5. Since my letter MP’s Responsibilities (72) of 7 Oct, the case has not been brought up in parliament sitting of 4 Nov to 5 Nov, 6 Jan, 3 Feb to 4 Feb, 18 Feb, 26 Feb to 28 Feb and 2 Mar to 6 Mar. I showed in Debunking (72) of 29 Nov the reason you gave for not bringing up the problem in parliament cannot be true. After attending your MPS with Infallibility (72) of 23 Dec and Real Accountability (72) of 10 Feb, I have not received your reply.

Yours Sincerely,
hh

cc
Mr Lee Hsien Loong
Mr Heng Swee Keat
Mr Teo Chee Hean

Observation

Letter handed over at MPS for the problem to be brought up in Parliament:

Civic Responsibility

Extracts from two articles at aeon.co:

1. “Today, in the 21st century, free speech is deeply entangled with issues of personal and group identity. In our moment, there is real value in reflecting on the centrality of civic duty in the trial of Socrates, a foundational moment in the history of free thought and democratic action. What will we have lost when the idea of civic duty, as exemplified by the relationship between Socrates and his democratic city, no longer gains purchase on our own thought and actions?”

2. “The second way of cashing out the hypocrisy accusation is the thought that virtue signallers might actually lack the virtue that they try to display. Dishonest signalling is also widespread in evolution. For instance, some animals mimic the honest signal that others give of being poisonous or venomous – hoverflies that imitate wasps, for example. It’s likely that some human virtue signallers are engaged in dishonest mimicry too. But dishonest signalling is worth engaging in only when there are sufficiently many honest signallers for it make sense to take such signals into account. While some virtue signallers might be hypocritical, the majority probably are not. So on the whole, virtue signalling has its place in moral discourse, and we shouldn’t be so ready to denigrate it.”

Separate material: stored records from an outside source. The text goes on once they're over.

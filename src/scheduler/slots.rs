//! Time-slot generation.
//!
//! Every shift is divided into fixed 20-minute slots. Slot start times are
//! derived from the shift's start hour alone, so generation is pure and
//! total: the same shift always yields the same sequence. The night shift
//! wraps past midnight (23:00 ... 06:40).

use crate::models::{Shift, TimeOfDay};

/// Length of one rotation slot.
pub const SLOT_DURATION_MINUTES: u32 = 20;

/// Length of one shift.
pub const SHIFT_DURATION_HOURS: u32 = 8;

/// Slots per shift: 8h of 20-minute slots = 24.
pub const SLOTS_PER_SHIFT: usize = (SHIFT_DURATION_HOURS * 60 / SLOT_DURATION_MINUTES) as usize;

/// Ordered slot start times for a shift.
pub fn shift_slots(shift: Shift) -> Vec<TimeOfDay> {
    let start = TimeOfDay::new(shift.start_hour(), 0);
    (0..SLOTS_PER_SHIFT)
        .map(|i| start.plus_minutes(i as u32 * SLOT_DURATION_MINUTES))
        .collect()
}

/// End of the slot beginning at `start`, one slot duration later.
#[inline]
pub fn slot_end(start: TimeOfDay) -> TimeOfDay {
    start.plus_minutes(SLOT_DURATION_MINUTES)
}

/// End of a shift's final slot.
pub fn shift_end(shift: Shift) -> TimeOfDay {
    TimeOfDay::new(shift.start_hour(), 0).plus_minutes(SHIFT_DURATION_HOURS * 60)
}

3. Of the two articles above, the last three paragraphs of Item 1 define civic responsibility and the three paragraphs in Item 2 answer the question whether virtue signalling is hypocrisy.
I submitted documents at MPS Ang Mo Kio in 2018 and 2019 with a view to an investigation by parliament. MP’s Responsibilities (72) quoted the duties of MP. My letters and emails listed the issues including evidence to show that officers did not reply to the mistakes made.

The problem has to do with misconduct and transgression of rules.

It will require parliament to ask how loopholes allowed officers to operate the way they did, about the distribution of power and the role of leadership.

4. At the MPS of 10 Feb, I requested that the petition writer write to the MP whether she could bring up the problem in parliament. I amended the two sentences he wrote in the petition form and he asked me to countersign the amendment. The text served as input for an electronic record to be transmitted to the MP. The text was:

"[My name] seek your assistance in raising the problem in parliament.
He has written 10 times to you about bringing up the problem in parliament."

Real Accountability (72) handed over at the MPS had the same effect and was emailed to the PM, DPM and MP the next day.


5. Since my letter MP’s Responsibilities (72) of 7 Oct, the case has not been brought up in parliament sitting of 4 Nov to 5 Nov, 6 Jan, 3 Feb to 4 Feb, 18 Feb, 26 Feb to 28 Feb and 2 Mar to 6 Mar. I showed in Debunking (72) of 29 Nov the reason you gave for not bringing up the problem in parliament cannot be true. After attending your MPS with Infallibility (72) of 23 Dec and Real Accountability (72) of 10 Feb, I have not received your reply.